Give the count of lines in the entries that include "HttpServer", and write nothing besides it.

##### Records to process

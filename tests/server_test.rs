//! Configuration-driven server behavior, including router hot swap.

use std::io::Write;
use std::sync::Arc;

use axum::body::Body;
use axum::http::{Request as HttpRequest, StatusCode};
use rdev_router::config::{build_router, load_config, parse_config, ConfigError};
use rdev_router::http::{apply_reloads, default_container, HttpServer};
use rdev_router::{DependencyResolver, Shutdown};
use tokio::sync::mpsc;
use tower::ServiceExt;

const CONFIG: &str = r#"
[routing]
missing_route_controller = "HttpError@show"

[[routes]]
name = "home"
methods = ["GET"]
path = "/"
controller = "Echo@index"

[[groups]]
path = "/api"
host = "api.example.com"

[[groups.routes]]
name = "item"
methods = ["GET", "PUT"]
path = "/items/{id}"
controller = "Echo@show"
vars = { id = '\d+' }

[[groups.groups]]
path = "/admin"
https = true

[[groups.groups.routes]]
methods = ["ANY"]
path = "/stats"
controller = "Echo@stats"
"#;

fn resolver() -> Arc<dyn DependencyResolver> {
    Arc::new(default_container())
}

fn server(config: &str) -> HttpServer {
    let config = parse_config(config).unwrap();
    let router = build_router(&config, resolver()).unwrap();
    HttpServer::new(config, router)
}

fn request(method: &str, uri: &str, host: &str) -> HttpRequest<Body> {
    HttpRequest::builder()
        .method(method)
        .uri(uri)
        .header("host", host)
        .body(Body::empty())
        .unwrap()
}

async fn body_json(response: axum::response::Response) -> serde_json::Value {
    let bytes = axum::body::to_bytes(response.into_body(), usize::MAX).await.unwrap();
    serde_json::from_slice(&bytes).unwrap()
}

#[tokio::test]
async fn routes_by_host_and_path() {
    let app = server(CONFIG).app();

    let response = app
        .clone()
        .oneshot(request("PUT", "/api/items/7", "api.example.com:8080"))
        .await
        .unwrap();
    assert_eq!(response.status(), StatusCode::OK);
    let body = body_json(response).await;
    assert_eq!(body["action"], "show");
    assert_eq!(body["host"], "api.example.com");

    let response = app
        .oneshot(request("GET", "/api/items/7", "other.example.com"))
        .await
        .unwrap();
    assert_eq!(response.status(), StatusCode::NOT_FOUND);
}

fn forwarded_https(method: &str, uri: &str, host: &str) -> HttpRequest<Body> {
    let mut request = request(method, uri, host);
    request
        .headers_mut()
        .insert("x-forwarded-proto", "https".parse().unwrap());
    request
}

#[tokio::test]
async fn https_group_requires_secure_requests() {
    let app = server(CONFIG).app();

    let insecure = app
        .clone()
        .oneshot(request("DELETE", "/api/admin/stats", "api.example.com"))
        .await
        .unwrap();
    assert_eq!(insecure.status(), StatusCode::NOT_FOUND);

    // The forwarded scheme is client-controlled unless the listener trusts it.
    let spoofed = app
        .oneshot(forwarded_https("DELETE", "/api/admin/stats", "api.example.com"))
        .await
        .unwrap();
    assert_eq!(spoofed.status(), StatusCode::NOT_FOUND);
}

#[tokio::test]
async fn trusted_forwarded_proto_reaches_https_routes() {
    let trusted = format!("[listener]\ntrust_forwarded_proto = true\n{}", CONFIG);
    let app = server(&trusted).app();

    let response = app
        .clone()
        .oneshot(forwarded_https("DELETE", "/api/admin/stats", "api.example.com"))
        .await
        .unwrap();
    assert_eq!(response.status(), StatusCode::OK);

    let mut plain = forwarded_https("DELETE", "/api/admin/stats", "api.example.com");
    plain
        .headers_mut()
        .insert("x-forwarded-proto", "http".parse().unwrap());
    let response = app.oneshot(plain).await.unwrap();
    assert_eq!(response.status(), StatusCode::NOT_FOUND);
}

#[tokio::test]
async fn assumed_https_listener_reaches_https_routes() {
    let assumed = format!("[listener]\nassume_https = true\n{}", CONFIG);
    let response = server(&assumed)
        .app()
        .oneshot(request("DELETE", "/api/admin/stats", "api.example.com"))
        .await
        .unwrap();
    assert_eq!(response.status(), StatusCode::OK);
}

#[tokio::test]
async fn request_id_is_echoed() {
    let app = server(CONFIG).app();
    let mut req = request("GET", "/", "localhost");
    req.headers_mut().insert("x-request-id", "abc-123".parse().unwrap());

    let response = app.oneshot(req).await.unwrap();
    assert_eq!(response.headers()["x-request-id"], "abc-123");
}

#[tokio::test]
async fn without_missing_route_unmatched_is_plain_404() {
    let app = server("[[routes]]\nmethods = [\"GET\"]\npath = \"/\"\ncontroller = \"Echo@index\"").app();
    let response = app.oneshot(request("POST", "/", "localhost")).await.unwrap();
    assert_eq!(response.status(), StatusCode::NOT_FOUND);
}

#[tokio::test]
async fn reload_swaps_router_and_keeps_it_on_failure() {
    let server = server(CONFIG);
    let routes = server.routes();
    let app = server.app();
    let shutdown = Shutdown::new();
    let (tx, rx) = mpsc::unbounded_channel();
    let reloads = tokio::spawn(apply_reloads(routes.clone(), rx, resolver(), shutdown.clone()));

    let mut next = parse_config(CONFIG).unwrap();
    next.routes[0].path = "/home".into();
    tx.send(next).unwrap();

    // Reusing a name is rejected and the previous router stays.
    let mut broken = parse_config(CONFIG).unwrap();
    broken.routes[0].name = Some("item".into());
    tx.send(broken).unwrap();

    drop(tx);
    reloads.await.unwrap();

    assert!(routes.load().collection().named("home").is_some());
    assert_eq!(routes.load().collection().named("home").unwrap().raw_path(), "/home");

    let response = app.oneshot(request("GET", "/home", "localhost")).await.unwrap();
    assert_eq!(response.status(), StatusCode::OK);
}

#[test]
fn load_config_from_disk() {
    let mut file = tempfile::NamedTempFile::new().unwrap();
    file.write_all(CONFIG.as_bytes()).unwrap();

    let config = load_config(file.path()).unwrap();
    assert_eq!(config.groups[0].groups[0].https, Some(true));
    assert_eq!(config.routing.missing_route_controller.as_deref(), Some("HttpError@show"));
}

#[test]
fn invalid_config_reports_every_problem() {
    let err = parse_config(
        r#"
        [timeouts]
        request_secs = 0

        [[routes]]
        methods = ["GET"]
        path = "/{"
        controller = "A@b"
        "#,
    )
    .unwrap_err();

    match err {
        ConfigError::Validation(errors) => assert_eq!(errors.len(), 2),
        other => panic!("unexpected error: {}", other),
    }
}
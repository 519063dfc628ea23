//! Configuration file watcher for hot reload.

use std::path::{Path, PathBuf};
use std::time::Duration;

use notify::{Config, Event, RecommendedWatcher, RecursiveMode, Watcher};
use tokio::sync::mpsc;

use crate::config::loader::load_config;
use crate::config::schema::AppConfig;
use crate::observability::metrics;

/// A watcher that monitors the configuration file for changes.
pub struct ConfigWatcher {
    path: PathBuf,
    update_tx: mpsc::UnboundedSender<AppConfig>,
}

impl ConfigWatcher {
    /// Returns the watcher and a receiver for configuration updates.
    pub fn new(path: &Path) -> (Self, mpsc::UnboundedReceiver<AppConfig>) {
        let (update_tx, update_rx) = mpsc::unbounded_channel();

        (
            Self {
                path: path.to_path_buf(),
                update_tx,
            },
            update_rx,
        )
    }

    /// Start watching the file. Watching stops when the returned watcher is
    /// dropped.
    pub fn run(self) -> Result<RecommendedWatcher, notify::Error> {
        let tx = self.update_tx.clone();
        let path = self.path.clone();

        let mut watcher = RecommendedWatcher::new(
            move |res: notify::Result<Event>| match res {
                Ok(event) if event.kind.is_modify() || event.kind.is_create() => {
                    tracing::info!(path = %path.display(), "Config file change detected, reloading");
                    match load_config(&path) {
                        Ok(new_config) => {
                            if tx.send(new_config).is_err() {
                                tracing::debug!("Config receiver dropped");
                            }
                        }
                        Err(e) => {
                            metrics::record_config_reload("invalid");
                            tracing::error!(error = %e, "Failed to reload config, keeping current configuration");
                        }
                    }
                }
                Ok(_) => {}
                Err(e) => tracing::error!(error = ?e, "Watch error"),
            },
            Config::default().with_poll_interval(Duration::from_secs(2)),
        )?;

        watcher.watch(&self.path, RecursiveMode::NonRecursive)?;

        tracing::info!(path = %self.path.display(), "Config watcher started");
        Ok(watcher)
    }
}
//! HTTP protocol handling subsystem.
//!
//! # Data Flow
//! ```text
//! TCP connection
//!     → server.rs (Axum setup, request ID, timeout, trace)
//!     → request.rs (method, host, path, scheme)
//!     → routing::Router (match + dispatch, on the blocking pool)
//!     → response.rs (status, headers, body)
//!     → Send to client
//! ```

pub mod controllers;
pub mod request;
pub mod response;
pub mod server;

pub use controllers::{default_container, EchoController, HttpErrorController};
pub use request::{Request, X_FORWARDED_PROTO, X_REQUEST_ID};
pub use response::Response;
pub use server::{activate, apply_reloads, HttpServer, SharedRouter};
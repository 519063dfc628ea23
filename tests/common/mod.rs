//! Shared helpers for integration tests.

#![allow(dead_code)]

use std::sync::atomic::{AtomicUsize, Ordering};
use std::sync::Arc;

use axum::http::StatusCode;
use parking_lot::Mutex;
use rdev_router::dispatch::{
    Arguments, Container, Controller, DispatchError, Middleware, Next, Parameter,
};
use rdev_router::routing::ControllerRef;
use rdev_router::{Request, Response, Router};

/// Closure controller answering with `label`.
pub fn label(label: &'static str) -> ControllerRef {
    ControllerRef::closure(move |_| Ok(Response::text(label)))
}

/// A mailer service resolved by type.
pub struct Mailer {
    pub from: String,
}

/// `Users` controller: `show(id)`, `list(page = 1)`, `notify(mailer, id)`.
#[derive(Default)]
pub struct UsersController {
    pub calls: AtomicUsize,
}

impl Controller for UsersController {
    fn parameters(&self, method: &str) -> Option<Vec<Parameter>> {
        match method {
            "show" => Some(vec![Parameter::scalar("id")]),
            "list" => Some(vec![Parameter::scalar("page").with_default("1")]),
            "notify" => Some(vec![Parameter::object("mailer", "Mailer"), Parameter::scalar("id")]),
            _ => None,
        }
    }

    fn call(&self, method: &str, arguments: Arguments, _request: &Request) -> Result<Response, DispatchError> {
        self.calls.fetch_add(1, Ordering::SeqCst);
        match method {
            "show" => Ok(Response::text(format!("user {}", arguments.value("id").unwrap_or("?")))),
            "list" => Ok(Response::text(format!("page {}", arguments.value("page").unwrap_or("?")))),
            "notify" => {
                let mailer = arguments
                    .service::<Mailer>("mailer")
                    .ok_or_else(|| DispatchError::Controller("mailer missing".into()))?;
                Ok(Response::text(format!(
                    "{} notified {}",
                    mailer.from,
                    arguments.value("id").unwrap_or("?")
                )))
            }
            other => Err(DispatchError::Controller(format!("unexpected {}", other))),
        }
    }
}

/// Middleware appending its name to a shared log before continuing.
pub fn recording(log: Arc<Mutex<Vec<String>>>, name: &'static str) -> Arc<dyn Middleware> {
    Arc::new(move |request: Request, next: Next<'_>| {
        log.lock().push(name.to_string());
        next.run(request)
    })
}

/// Middleware requiring an `x-role` header equal to its `role` parameter.
pub fn bind_role_guard(container: &Container) {
    container.bind_middleware("Role", |_, parameters| {
        let role = parameters.get("role").unwrap_or("admin").to_string();
        let guard = move |request: Request, next: Next<'_>| {
            if request.header("x-role") == Some(role.as_str()) {
                next.run(request)
            } else {
                Ok(Response::new(StatusCode::FORBIDDEN, "forbidden"))
            }
        };
        Ok(Arc::new(guard) as Arc<dyn Middleware>)
    });
}

/// Container with `Users`, `Mailer`, and `Role` bound.
pub fn container() -> (Arc<Container>, Arc<UsersController>) {
    let container = Container::new();
    let users = Arc::new(UsersController::default());
    container.bind_controller_instance("Users", users.clone());
    container.bind_controller_instance("Admin::Users", users.clone());
    container.bind_instance("Mailer", Mailer { from: "noreply".into() });
    bind_role_guard(&container);
    (Arc::new(container), users)
}

pub fn router() -> Router {
    let (container, _) = container();
    Router::new(container)
}
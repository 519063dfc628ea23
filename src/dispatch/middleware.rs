//! Middleware pipeline.
//!
//! Middleware runs in declaration order around the controller. Each stage
//! receives the request and a [`Next`] handle; calling `next.run(request)`
//! continues the chain, returning a response without calling it
//! short-circuits everything after it.

use std::collections::BTreeMap;
use std::sync::Arc;

use crate::dispatch::error::DispatchError;
use crate::http::{Request, Response};

/// Parameters attached to a middleware reference.
#[derive(Debug, Clone, Default, PartialEq, Eq)]
pub struct MiddlewareParameters(BTreeMap<String, String>);

impl MiddlewareParameters {
    pub fn new() -> Self {
        Self::default()
    }

    pub fn get(&self, name: &str) -> Option<&str> {
        self.0.get(name).map(String::as_str)
    }

    pub fn is_empty(&self) -> bool {
        self.0.is_empty()
    }
}

impl From<BTreeMap<String, String>> for MiddlewareParameters {
    fn from(parameters: BTreeMap<String, String>) -> Self {
        Self(parameters)
    }
}

pub trait Middleware: Send + Sync {
    fn handle(&self, request: Request, next: Next<'_>) -> Result<Response, DispatchError>;
}

/// Blanket impl: any `Fn(Request, Next) -> Result<Response, _>` is a middleware.
impl<F> Middleware for F
where
    F: for<'a> Fn(Request, Next<'a>) -> Result<Response, DispatchError> + Send + Sync,
{
    fn handle(&self, request: Request, next: Next<'_>) -> Result<Response, DispatchError> {
        (self)(request, next)
    }
}

type Terminal<'a> = dyn Fn(Request) -> Result<Response, DispatchError> + 'a;

/// The rest of the chain.
pub struct Next<'a> {
    stages: &'a [(String, Arc<dyn Middleware>)],
    terminal: &'a Terminal<'a>,
}

impl<'a> Next<'a> {
    /// Hand the request to the next stage, or the controller once stages run out.
    pub fn run(self, request: Request) -> Result<Response, DispatchError> {
        match self.stages.split_first() {
            Some(((name, middleware), rest)) => {
                tracing::trace!(middleware = %name, "Running middleware");
                middleware.handle(
                    request,
                    Next {
                        stages: rest,
                        terminal: self.terminal,
                    },
                )
            }
            None => (self.terminal)(request),
        }
    }
}

/// Ordered middleware stages.
#[derive(Default, Clone)]
pub struct Pipeline {
    stages: Vec<(String, Arc<dyn Middleware>)>,
}

impl Pipeline {
    pub fn new() -> Self {
        Self::default()
    }

    pub fn pipe(&mut self, name: impl Into<String>, middleware: Arc<dyn Middleware>) {
        self.stages.push((name.into(), middleware));
    }

    pub fn len(&self) -> usize {
        self.stages.len()
    }

    pub fn is_empty(&self) -> bool {
        self.stages.is_empty()
    }

    /// Run the request through every stage and then `terminal`.
    pub fn send<F>(&self, request: Request, terminal: F) -> Result<Response, DispatchError>
    where
        F: Fn(Request) -> Result<Response, DispatchError>,
    {
        let next = Next {
            stages: &self.stages,
            terminal: &terminal,
        };
        next.run(request)
    }
}

#[cfg(test)]
mod tests {
    use super::*;
    use axum::http::StatusCode;
    use parking_lot::Mutex;

    fn recorder(log: Arc<Mutex<Vec<String>>>, label: &'static str) -> Arc<dyn Middleware> {
        Arc::new(move |request: Request, next: Next<'_>| {
            log.lock().push(format!("{} in", label));
            let response = next.run(request);
            log.lock().push(format!("{} out", label));
            response
        })
    }

    #[test]
    fn test_stages_run_in_order() {
        let log = Arc::new(Mutex::new(Vec::new()));
        let mut pipeline = Pipeline::new();
        pipeline.pipe("first", recorder(log.clone(), "first"));
        pipeline.pipe("second", recorder(log.clone(), "second"));

        let inner = log.clone();
        let response = pipeline
            .send(Request::get("/"), move |_| {
                inner.lock().push("controller".into());
                Ok(Response::text("done"))
            })
            .unwrap();

        assert_eq!(response.body(), "done");
        assert_eq!(
            *log.lock(),
            vec!["first in", "second in", "controller", "second out", "first out"]
        );
    }

    #[test]
    fn test_short_circuit() {
        let mut pipeline = Pipeline::new();
        pipeline.pipe(
            "deny",
            Arc::new(|_: Request, _: Next<'_>| Ok(Response::new(StatusCode::FORBIDDEN, "denied"))),
        );
        let response = pipeline
            .send(Request::get("/"), |_| panic!("controller must not run"))
            .unwrap();
        assert_eq!(response.status(), StatusCode::FORBIDDEN);
    }

    #[test]
    fn test_stage_can_rewrite_request() {
        let mut pipeline = Pipeline::new();
        pipeline.pipe(
            "tag",
            Arc::new(|request: Request, next: Next<'_>| {
                next.run(request.with_header("x-tag", "tagged"))
            }),
        );
        let response = pipeline
            .send(Request::get("/"), |request| {
                Ok(Response::text(request.header("x-tag").unwrap_or("missing")))
            })
            .unwrap();
        assert_eq!(response.body(), "tagged");
    }
}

##########

* Response to this task
4